Further conclusions can be drawn about the dependence of muon production in air showers and microscopic features of hadronic interactions which are listed below without derivation. They are confirmed overall by detailed simulations as described in Sect. 2.8, with minor modifications.

  • Both \(N_{\mu }\) and \(X_{\text{max}}\) depend weakly on the hadron multiplicity \(N_{\text{mult}}\).

  • The muon number \(N_{\mu }\) is independent of the inelastic cross-section \(\sigma _{\text{inel}}\) for pion interactions, while \(X_{\text{max}}\) is very sensitive to it.

  • The muon number is very sensitive to \(\alpha \), while \(X_{\text{max}}\) is (nearly) independent of \(\alpha \). The relative increase in \(N_{\mu }\) from Eq. (5) for a small change \(\Delta \alpha \) is to first order

    $$ \frac{\Delta N_{\mu }}{N_{\mu }} \approx \frac{\ln (E / \xi _{h})}{\ln N_{\text{mult}}} \, \frac{\Delta \alpha }{\alpha } = k \, \frac{\Delta \alpha }{\alpha } , $$
    (8)

    where \(k\) is the number of steps of the hadronic cascade. For an \(\text{EeV}\) air shower, \(k \approx 5\), which implies that a \(10\%\) change in \(\alpha \) introduces a \(50\%\) change in the muon number. This implies that we need to measure \(\alpha \) very precisely over a wide energy range and understand its extrapolation toward higher energies.
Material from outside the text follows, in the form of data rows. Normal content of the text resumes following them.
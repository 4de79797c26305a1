//! Order payload carried by `order:new` events.
//!
//! The upstream service is loose about types: ids may arrive as numbers,
//! quantities and prices as strings. Deserialization is therefore lenient
//! and falls back to a sane default instead of rejecting the whole order.

use std::str::FromStr;

use rust_decimal::Decimal;
use serde::{Deserialize, Deserializer};
use serde_json::Value;
use tracing::warn;

/// How the order will be served.
#[derive(Debug, Clone, Default, PartialEq, Eq)]
pub enum OrderType {
    #[default]
    DineIn,
    /// Any other service mode (`takeaway`, `delivery`, ...), kept verbatim.
    Other(String),
}

impl OrderType {
    pub fn as_str(&self) -> &str {
        match self {
            OrderType::DineIn => "dine-in",
            OrderType::Other(kind) => kind,
        }
    }
}

impl From<String> for OrderType {
    fn from(value: String) -> Self {
        if value == "dine-in" {
            OrderType::DineIn
        } else {
            OrderType::Other(value)
        }
    }
}

/// A customer order as delivered by the stream.
#[derive(Debug, Clone, PartialEq, Deserialize)]
#[serde(from = "WireOrder")]
pub struct Order {
    pub id: String,
    pub order_type: OrderType,
    pub table_id: String,
    pub items: Vec<LineItem>,
}

/// Order as sent on the wire. The service mode arrives as `orderType`,
/// `type`, or both; `orderType` wins.
#[derive(Deserialize)]
#[serde(rename_all = "camelCase")]
struct WireOrder {
    #[serde(default, deserialize_with = "lenient_string")]
    id: String,
    #[serde(default, deserialize_with = "order_type")]
    order_type: Option<OrderType>,
    #[serde(default, rename = "type", deserialize_with = "order_type")]
    kind: Option<OrderType>,
    #[serde(default, deserialize_with = "lenient_string")]
    table_id: String,
    #[serde(default, deserialize_with = "line_items")]
    items: Vec<LineItem>,
}

impl From<WireOrder> for Order {
    fn from(wire: WireOrder) -> Self {
        Self {
            id: wire.id,
            order_type: wire.order_type.or(wire.kind).unwrap_or_default(),
            table_id: wire.table_id,
            items: wire.items,
        }
    }
}

/// One ordered product.
#[derive(Debug, Clone, PartialEq, Deserialize)]
#[serde(from = "WireLineItem")]
pub struct LineItem {
    pub name: String,
    pub quantity: u32,
    pub unit_price: Decimal,
    pub modifiers: Vec<String>,
}

/// Item as sent on the wire, where `price` and `options` are older names
/// for `unitPrice` and `modifiers`. The newer name wins when both are valid.
#[derive(Deserialize)]
#[serde(rename_all = "camelCase")]
struct WireLineItem {
    #[serde(default, deserialize_with = "lenient_string")]
    name: String,
    #[serde(default = "default_quantity", deserialize_with = "quantity")]
    quantity: u32,
    #[serde(default, deserialize_with = "unit_price")]
    unit_price: Option<Decimal>,
    #[serde(default, deserialize_with = "unit_price")]
    price: Option<Decimal>,
    #[serde(default, deserialize_with = "modifiers")]
    modifiers: Option<Vec<String>>,
    #[serde(default, deserialize_with = "modifiers")]
    options: Option<Vec<String>>,
}

impl From<WireLineItem> for LineItem {
    fn from(wire: WireLineItem) -> Self {
        Self {
            name: wire.name,
            quantity: wire.quantity,
            unit_price: wire.unit_price.or(wire.price).unwrap_or(Decimal::ZERO),
            modifiers: wire.modifiers.or(wire.options).unwrap_or_default(),
        }
    }
}

impl LineItem {
    /// Creates an item with no modifiers.
    pub fn new(name: impl Into<String>, quantity: u32, unit_price: Decimal) -> Self {
        Self {
            name: name.into(),
            quantity: quantity.max(1),
            unit_price,
            modifiers: Vec::new(),
        }
    }

    #[must_use]
    pub fn with_modifiers<I, S>(mut self, modifiers: I) -> Self
    where
        I: IntoIterator<Item = S>,
        S: Into<String>,
    {
        self.modifiers = modifiers.into_iter().map(Into::into).collect();
        self
    }

    /// `unit_price × quantity`, unrounded. Zero if the product does not
    /// fit in a [`Decimal`].
    pub fn subtotal(&self) -> Decimal {
        self.unit_price
            .checked_mul(Decimal::from(self.quantity))
            .unwrap_or_else(|| {
                warn!(
                    item = %self.name,
                    quantity = self.quantity,
                    unit_price = %self.unit_price,
                    "Subtotal overflowed, printing zero"
                );
                Decimal::ZERO
            })
    }
}

fn default_quantity() -> u32 {
    1
}

fn lenient_string<'de, D>(deserializer: D) -> Result<String, D::Error>
where
    D: Deserializer<'de>,
{
    Ok(match Value::deserialize(deserializer)? {
        Value::String(s) => s,
        Value::Number(n) => n.to_string(),
        Value::Bool(b) => b.to_string(),
        _ => String::new(),
    })
}

fn order_type<'de, D>(deserializer: D) -> Result<Option<OrderType>, D::Error>
where
    D: Deserializer<'de>,
{
    Ok(match Value::deserialize(deserializer)? {
        Value::String(s) if !s.is_empty() => Some(OrderType::from(s)),
        _ => None,
    })
}

fn quantity<'de, D>(deserializer: D) -> Result<u32, D::Error>
where
    D: Deserializer<'de>,
{
    let parsed = match Value::deserialize(deserializer)? {
        Value::Number(n) => n.as_u64(),
        Value::String(s) => s.trim().parse::<u64>().ok(),
        _ => None,
    };
    Ok(parsed
        .filter(|q| *q > 0)
        .and_then(|q| u32::try_from(q).ok())
        .unwrap_or_else(default_quantity))
}

fn unit_price<'de, D>(deserializer: D) -> Result<Option<Decimal>, D::Error>
where
    D: Deserializer<'de>,
{
    Ok(match Value::deserialize(deserializer)? {
        Value::String(s) => Decimal::from_str(s.trim()).ok(),
        Value::Number(n) => Decimal::from_str(&n.to_string()).ok(),
        _ => None,
    })
}

fn modifiers<'de, D>(deserializer: D) -> Result<Option<Vec<String>>, D::Error>
where
    D: Deserializer<'de>,
{
    Ok(match Value::deserialize(deserializer)? {
        Value::Array(values) => Some(
            values
                .into_iter()
                .filter_map(|v| match v {
                    Value::String(s) => Some(s),
                    Value::Number(n) => Some(n.to_string()),
                    _ => None,
                })
                .collect(),
        ),
        _ => None,
    })
}

fn line_items<'de, D>(deserializer: D) -> Result<Vec<LineItem>, D::Error>
where
    D: Deserializer<'de>,
{
    Ok(match Value::deserialize(deserializer)? {
        Value::Array(values) => values
            .into_iter()
            .filter(Value::is_object)
            .map(serde_json::from_value)
            .collect::<Result<_, _>>()
            .map_err(serde::de::Error::custom)?,
        _ => Vec::new(),
    })
}
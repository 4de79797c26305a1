//! Connection supervisor.
//!
//! One [`Supervisor`] task owns the connection from the first dial until
//! the client is closed. Connections never overlap: a new dial starts only
//! after the previous session has fully ended and the reconnect delay has
//! elapsed.

use std::sync::Arc;

use futures_util::{SinkExt, StreamExt};
use tokio::sync::{mpsc, watch};
use tokio::time::{Instant, MissedTickBehavior};
use tracing::{debug, info, warn};
use tungstenite::Message;
use tungstenite::protocol::CloseFrame;
use tungstenite::protocol::frame::coding::CloseCode;

use super::{
    CLIENT_CLOSING, ConnectionState, DesiredState, Dialer, NORMAL_CLOSURE, Shared, StreamConfig,
    StreamEvent,
};

/// How a session or connection attempt ended.
enum Disconnect {
    Closed { code: u16, reason: String },
    Failed(String),
}

impl Disconnect {
    fn client_closing() -> Self {
        Disconnect::Closed {
            code: NORMAL_CLOSURE,
            reason: CLIENT_CLOSING.to_string(),
        }
    }
}

pub(super) struct Supervisor<D: Dialer> {
    config: Arc<StreamConfig>,
    dialer: Arc<D>,
    events: mpsc::UnboundedSender<StreamEvent>,
    shared: Arc<Shared>,
    desired: watch::Receiver<DesiredState>,
}

impl<D: Dialer> Supervisor<D> {
    pub(super) fn new(
        config: Arc<StreamConfig>,
        dialer: Arc<D>,
        events: mpsc::UnboundedSender<StreamEvent>,
        shared: Arc<Shared>,
    ) -> Self {
        let desired = shared.desired.subscribe();
        Self {
            config,
            dialer,
            events,
            shared,
            desired,
        }
    }

    /// Connects, runs the session, and reconnects after a fixed delay
    /// until the client is closed.
    pub(super) async fn run(mut self) {
        loop {
            if self.finish_if_closed() {
                info!("Order stream stopped");
                return;
            }

            self.set_state(ConnectionState::Connecting);
            info!(url = %self.config.url, "Connecting to order stream");

            let outcome = match self.dial().await {
                Ok(socket) => self.session(socket).await,
                Err(disconnect) => disconnect,
            };

            {
                let mut inner = self.shared.lock();
                inner.state = ConnectionState::Disconnected;
                inner.outbound = None;
            }

            match outcome {
                Disconnect::Closed { code, reason } => {
                    info!(code, reason = %reason, "Order stream closed");
                    self.emit(StreamEvent::Closed { code, reason });
                }
                Disconnect::Failed(error) => {
                    warn!(error = %error, "Order stream failed");
                    self.emit(StreamEvent::Failed(error));
                }
            }

            if self.finish_if_closed() {
                info!("Order stream stopped");
                return;
            }

            info!(
                delay_secs = self.config.reconnect_delay.as_secs_f32(),
                "Reconnecting after delay"
            );
            tokio::select! {
                () = tokio::time::sleep(self.config.reconnect_delay) => {}
                () = closed(&mut self.desired) => debug!("Pending reconnect cancelled"),
            }
        }
    }

    /// Opens a socket, giving up on timeout or when the client is closed.
    async fn dial(&mut self) -> Result<D::Socket, Disconnect> {
        let timeout = self.config.connect_timeout;
        let attempt = tokio::time::timeout(timeout, self.dialer.dial(&self.config.url));

        tokio::select! {
            result = attempt => match result {
                Ok(Ok(socket)) => Ok(socket),
                Ok(Err(e)) => Err(Disconnect::Failed(e.to_string())),
                Err(_) => Err(Disconnect::Failed(format!(
                    "connect timed out after {}s",
                    timeout.as_secs()
                ))),
            },
            () = closed(&mut self.desired) => Err(Disconnect::client_closing()),
        }
    }

    /// Runs one open connection until it ends.
    async fn session(&mut self, socket: D::Socket) -> Disconnect {
        let (mut write, mut read) = socket.split();
        let (outbound_tx, mut outbound_rx) = mpsc::unbounded_channel::<String>();

        let opened = {
            let mut inner = self.shared.lock();
            if self.shared.desired() == DesiredState::Active {
                inner.state = ConnectionState::Open;
                inner.outbound = Some(outbound_tx);
                true
            } else {
                false
            }
        };

        if !opened {
            let _ = write.send(Message::Close(Some(normal_close_frame()))).await;
            return Disconnect::client_closing();
        }

        info!("Order stream connected");
        self.emit(StreamEvent::Opened);

        let period = self.config.ping_interval;
        let mut ping = tokio::time::interval_at(Instant::now() + period, period);
        ping.set_missed_tick_behavior(MissedTickBehavior::Delay);

        // Set once either side has sent a close frame.
        let mut close_info: Option<(u16, String)> = None;
        let close_deadline = tokio::time::sleep(self.config.close_timeout);
        tokio::pin!(close_deadline);

        loop {
            tokio::select! {
                frame = read.next() => match frame {
                    Some(Ok(Message::Text(text))) => {
                        debug!(len = text.len(), "Message received");
                        self.emit(StreamEvent::Message(text.as_str().to_owned()));
                    }
                    Some(Ok(Message::Close(frame))) => {
                        let (code, reason) = frame
                            .map(|f| (u16::from(f.code), f.reason.as_str().to_owned()))
                            .unwrap_or((1005, String::new()));
                        debug!(code, reason = %reason, "Close frame received");
                        if close_info.is_none() {
                            self.set_state(ConnectionState::Closing);
                            close_deadline
                                .as_mut()
                                .reset(Instant::now() + self.config.close_timeout);
                            close_info = Some((code, reason));
                        }
                    }
                    Some(Ok(_)) => {}
                    Some(Err(e)) => {
                        return match close_info {
                            Some((code, reason)) => Disconnect::Closed { code, reason },
                            None => Disconnect::Failed(e.to_string()),
                        };
                    }
                    None => {
                        return match close_info {
                            Some((code, reason)) => Disconnect::Closed { code, reason },
                            None => Disconnect::Failed("connection closed without close frame".to_string()),
                        };
                    }
                },

                Some(text) = outbound_rx.recv(), if close_info.is_none() => {
                    if let Err(e) = write.send(Message::Text(text.into())).await {
                        return Disconnect::Failed(e.to_string());
                    }
                }

                _ = ping.tick(), if close_info.is_none() => {
                    if let Err(e) = write.send(Message::Ping(Default::default())).await {
                        return Disconnect::Failed(e.to_string());
                    }
                    debug!("Sent ping");
                }

                changed = self.desired.changed(), if close_info.is_none() => {
                    if changed.is_err() || *self.desired.borrow() == DesiredState::Closed {
                        self.set_state(ConnectionState::Closing);
                        close_deadline
                            .as_mut()
                            .reset(Instant::now() + self.config.close_timeout);
                        close_info = Some((NORMAL_CLOSURE, CLIENT_CLOSING.to_string()));
                        if let Err(e) = write.send(Message::Close(Some(normal_close_frame()))).await {
                            debug!(error = %e, "Failed to send close frame");
                            return Disconnect::client_closing();
                        }
                    }
                }

                () = &mut close_deadline, if close_info.is_some() => {
                    warn!("Close handshake timed out");
                    let (code, reason) = close_info.take().unwrap_or_default();
                    return Disconnect::Closed { code, reason };
                }
            }
        }
    }

    /// Marks the supervisor finished if the client has been closed.
    ///
    /// Checked under the shared lock so a concurrent `connect()` either
    /// sees this task still running or starts a fresh one.
    fn finish_if_closed(&self) -> bool {
        let mut inner = self.shared.lock();
        if self.shared.desired() == DesiredState::Closed {
            inner.running = false;
            inner.state = ConnectionState::Disconnected;
            inner.outbound = None;
            true
        } else {
            false
        }
    }

    fn set_state(&self, state: ConnectionState) {
        let mut inner = self.shared.lock();
        inner.state = state;
        if state != ConnectionState::Open {
            inner.outbound = None;
        }
    }

    fn emit(&self, event: StreamEvent) {
        if self.events.send(event).is_err() {
            debug!("Stream event receiver dropped");
        }
    }
}

/// Resolves once the client has been closed (or its handle dropped).
async fn closed(desired: &mut watch::Receiver<DesiredState>) {
    let _ = desired.wait_for(|d| *d == DesiredState::Closed).await;
}

fn normal_close_frame() -> CloseFrame {
    CloseFrame {
        code: CloseCode::Normal,
        reason: CLIENT_CLOSING.into(),
    }
}
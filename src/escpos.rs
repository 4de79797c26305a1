//! ESC/POS command vocabulary and byte builder.
//!
//! The command bytes are a hardware protocol: they are reproduced exactly
//! as the target printers expect them and must not be "tidied up".

/// ESC @: initialize printer.
pub const RESET: &[u8] = &[0x1B, 0x40];
/// ESC E 1: emphasized on.
pub const BOLD_ON: &[u8] = &[0x1B, 0x45, 0x01];
/// ESC E 0: emphasized off.
pub const BOLD_OFF: &[u8] = &[0x1B, 0x45, 0x00];
/// GS ! 0x30: enlarged character size.
pub const SIZE_DOUBLE: &[u8] = &[0x1D, 0x21, 0x30];
/// GS ! 0: normal character size.
pub const SIZE_NORMAL: &[u8] = &[0x1D, 0x21, 0x00];
/// ESC a 0: left justification.
pub const ALIGN_LEFT: &[u8] = &[0x1B, 0x61, 0x00];
/// ESC a 1: centered justification.
pub const ALIGN_CENTER: &[u8] = &[0x1B, 0x61, 0x01];
/// GS V 1: partial cut.
pub const CUT_PARTIAL: &[u8] = &[0x1D, 0x56, 0x01];
/// ESC p 0 25 250: pulse on drawer pin 2.
pub const CASH_DRAWER_KICK: &[u8] = &[0x1B, 0x70, 0x00, 0x19, 0xFA];

/// Characters per line on 58mm paper.
pub const LINE_WIDTH: usize = 32;

/// Appends ESC/POS commands and single-byte text to a buffer.
///
/// Text is encoded as ISO-8859-1; characters outside that range are
/// replaced with `?`. Control characters embedded in text are written
/// through unchanged.
#[derive(Debug, Default)]
pub struct EscPosBuilder {
    buf: Vec<u8>,
}

impl EscPosBuilder {
    pub fn new() -> Self {
        Self {
            buf: Vec::with_capacity(512),
        }
    }

    /// Appends a raw command.
    pub fn command(&mut self, bytes: &[u8]) -> &mut Self {
        self.buf.extend_from_slice(bytes);
        self
    }

    pub fn reset(&mut self) -> &mut Self {
        self.command(RESET)
    }

    pub fn bold(&mut self) -> &mut Self {
        self.command(BOLD_ON)
    }

    pub fn bold_off(&mut self) -> &mut Self {
        self.command(BOLD_OFF)
    }

    pub fn double_size(&mut self) -> &mut Self {
        self.command(SIZE_DOUBLE)
    }

    pub fn normal_size(&mut self) -> &mut Self {
        self.command(SIZE_NORMAL)
    }

    pub fn left(&mut self) -> &mut Self {
        self.command(ALIGN_LEFT)
    }

    pub fn center(&mut self) -> &mut Self {
        self.command(ALIGN_CENTER)
    }

    pub fn cut_partial(&mut self) -> &mut Self {
        self.command(CUT_PARTIAL)
    }

    /// Writes text without a line feed.
    pub fn text(&mut self, s: &str) -> &mut Self {
        self.buf.extend(s.chars().map(latin1));
        self
    }

    /// Writes text followed by a line feed.
    pub fn line(&mut self, s: &str) -> &mut Self {
        self.text(s);
        self.buf.push(b'\n');
        self
    }

    /// Writes `n` empty lines.
    pub fn feed(&mut self, n: usize) -> &mut Self {
        self.buf.extend(std::iter::repeat_n(b'\n', n));
        self
    }

    /// Full-width line of `=`.
    pub fn rule_double(&mut self) -> &mut Self {
        self.line(&"=".repeat(LINE_WIDTH))
    }

    /// Full-width line of `-`.
    pub fn rule_single(&mut self) -> &mut Self {
        self.line(&"-".repeat(LINE_WIDTH))
    }

    /// Consumes the builder and returns the bytes.
    pub fn build(self) -> Vec<u8> {
        self.buf
    }
}

fn latin1(c: char) -> u8 {
    u8::try_from(u32::from(c)).unwrap_or(b'?')
}

#[cfg(test)]
mod tests {
    use super::*;

    #[test]
    fn protocol_constants_are_exact() {
        assert_eq!(RESET, b"\x1b@");
        assert_eq!(BOLD_ON, b"\x1bE\x01");
        assert_eq!(BOLD_OFF, b"\x1bE\x00");
        assert_eq!(SIZE_DOUBLE, b"\x1d!0");
        assert_eq!(SIZE_NORMAL, b"\x1d!\x00");
        assert_eq!(ALIGN_LEFT, b"\x1ba\x00");
        assert_eq!(ALIGN_CENTER, b"\x1ba\x01");
        assert_eq!(CUT_PARTIAL, b"\x1dV\x01");
        assert_eq!(CASH_DRAWER_KICK, b"\x1bp\x00\x19\xfa");
    }

    #[test]
    fn text_is_single_byte_latin1() {
        let mut builder = EscPosBuilder::new();
        builder.text("Café").text("日");
        assert_eq!(builder.build(), vec![b'C', b'a', b'f', 0xE9, b'?']);
    }

    #[test]
    fn control_characters_pass_through() {
        let mut builder = EscPosBuilder::new();
        builder.line("a\x1bb");
        assert_eq!(builder.build(), b"a\x1bb\n".to_vec());
    }

    #[test]
    fn rules_span_the_paper_width() {
        let mut builder = EscPosBuilder::new();
        builder.rule_double().rule_single();
        let bytes = builder.build();

        assert_eq!(bytes.len(), 2 * (LINE_WIDTH + 1));
        assert!(bytes[..LINE_WIDTH].iter().all(|b| *b == b'='));
        assert!(bytes[LINE_WIDTH + 1..2 * LINE_WIDTH + 1].iter().all(|b| *b == b'-'));
    }
}
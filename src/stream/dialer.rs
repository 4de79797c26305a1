//! Opening the underlying WebSocket.

use async_trait::async_trait;
use futures_util::{Sink, Stream};
use tokio::net::TcpStream;
use tokio_tungstenite::{MaybeTlsStream, WebSocketStream, connect_async};
use tracing::debug;
use tungstenite::Message;

use crate::Result;

/// A WebSocket connection over TCP, optionally wrapped in TLS.
pub type WsSocket = WebSocketStream<MaybeTlsStream<TcpStream>>;

/// Establishes one WebSocket connection per call.
///
/// Framing, the opening handshake and TLS are the dialer's concern; the
/// stream client only sees a duplex of [`Message`]s.
#[async_trait]
pub trait Dialer: Send + Sync + 'static {
    type Socket: Stream<Item = std::result::Result<Message, tungstenite::Error>>
        + Sink<Message, Error = tungstenite::Error>
        + Send
        + Unpin
        + 'static;

    /// Connects to `url` and completes the opening handshake.
    ///
    /// # Errors
    ///
    /// Returns a [`KitchenLinkError`](crate::KitchenLinkError) if the
    /// TCP connection, TLS negotiation, or HTTP upgrade fails.
    async fn dial(&self, url: &str) -> Result<Self::Socket>;
}

/// Dials real `ws://` and `wss://` endpoints.
#[derive(Debug, Clone, Copy, Default)]
pub struct WsDialer;

#[async_trait]
impl Dialer for WsDialer {
    type Socket = WsSocket;

    async fn dial(&self, url: &str) -> Result<WsSocket> {
        let (ws_stream, response) = connect_async(url).await?;
        debug!(status = %response.status(), "WebSocket handshake completed");

        Ok(ws_stream)
    }
}
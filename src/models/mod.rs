//! Wire models for the order event stream.
//!
//! Each text frame carries one JSON envelope of the form
//! `{ "type": string, "data": {...} }`. Only `order:new` is acted on.

pub mod order;

use serde::Deserialize;

pub use order::{LineItem, Order, OrderType};

/// Envelope type of a newly placed order.
pub const NEW_ORDER: &str = "order:new";

/// Raw event envelope as received from the stream.
#[derive(Debug, Deserialize)]
pub struct Envelope {
    #[serde(rename = "type")]
    pub kind: String,
    #[serde(default)]
    pub data: serde_json::Value,
}

/// A parsed stream event.
#[derive(Debug, Clone, PartialEq)]
pub enum OrderEvent {
    /// A new order to send to the kitchen.
    NewOrder(Order),
    /// Any other event type; carried only for logging.
    Other(String),
}

impl OrderEvent {
    /// Parses a text frame into an event.
    ///
    /// # Errors
    ///
    /// Returns [`KitchenLinkError::Json`](crate::KitchenLinkError::Json) if
    /// the frame is not a JSON envelope, or if an `order:new` envelope
    /// carries a `data` field that is not an order object.
    pub fn parse(text: &str) -> crate::Result<Self> {
        let envelope: Envelope = serde_json::from_str(text)?;

        if envelope.kind != NEW_ORDER {
            return Ok(OrderEvent::Other(envelope.kind));
        }

        let order: Order = serde_json::from_value(envelope.data)?;
        Ok(OrderEvent::NewOrder(order))
    }
}

#[cfg(test)]
mod tests {
    use super::*;

    #[test]
    fn parses_new_order() {
        let text = r#"{"type":"order:new","data":{"id":"abc123de","tableId":"t-0007","items":[]}}"#;

        match OrderEvent::parse(text).unwrap() {
            OrderEvent::NewOrder(order) => {
                assert_eq!(order.id, "abc123de");
                assert_eq!(order.table_id, "t-0007");
            }
            other => panic!("expected new order, got {other:?}"),
        }
    }

    #[test]
    fn other_types_are_not_errors() {
        let text = r#"{"type":"order:updated","data":{"id":"1"}}"#;
        assert_eq!(
            OrderEvent::parse(text).unwrap(),
            OrderEvent::Other("order:updated".to_string())
        );

        let text = r#"{"type":"heartbeat"}"#;
        assert_eq!(
            OrderEvent::parse(text).unwrap(),
            OrderEvent::Other("heartbeat".to_string())
        );
    }

    #[test]
    fn rejects_malformed_frames() {
        assert!(OrderEvent::parse("not json").is_err());
        assert!(OrderEvent::parse(r#"{"data":{}}"#).is_err());
        assert!(OrderEvent::parse(r#"{"type":"order:new","data":"oops"}"#).is_err());
        assert!(OrderEvent::parse(r#"{"type":"order:new"}"#).is_err());
    }

    #[test]
    fn accepts_both_service_mode_keys() {
        let text = r#"{"type":"order:new","data":{"id":"a","type":"takeaway","orderType":"takeaway","items":[]}}"#;

        match OrderEvent::parse(text).unwrap() {
            OrderEvent::NewOrder(order) => {
                assert_eq!(order.order_type, OrderType::Other("takeaway".to_string()));
            }
            other => panic!("expected new order, got {other:?}"),
        }
    }
}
The Heitler-Matthews model is useful to build an intuition about air showers, but it is important to keep the approximations and simplifications in mind to not overinterpret the results. We summarise them here.

  • All secondaries receive the same energy fraction. In reality, the energy depends strongly on the pseudorapidity of the particles. Particles produced at forward pseudorapidity in the cms-system of a hadron-air collision carry the largest energies in the lab frame, and therefore quantities like \(N_{\text{mult}}\) and \(\alpha \) should be understood as averages of the subset of forward produced particles.

  • Hadronic interactions produce other long-lived particles in addition to pions. Also important are kaons, protons, and neutrons. The relative fractions of these other hadrons could be the key for solving the Muon Puzzle, since effects which enhance strangeness and baryon production keep more energy in the hadronic cascade and increase \(\alpha \).

  • The hadronic interaction length and the hadron multiplicity \(N_{\text{mult}}\) are not constant but weakly energy dependent. The impact of this was further studied by Montanus (2014).

  • The atmosphere does not have constant density which has an impact on the critical energy \(\xi _{h}\), which depends on the zenith angle of the shower. Vertical air showers develop in denser atmosphere and have a lower critical energy than inclined air showers. This effect is best described by full simulations with a realistic atmosphere, but it can be ignored if only showers with a fixed zenith angle are considered. For an isothermal atmosphere, \(\xi _{h}\) can be calculated analytically, see Kampert and Unger (2012).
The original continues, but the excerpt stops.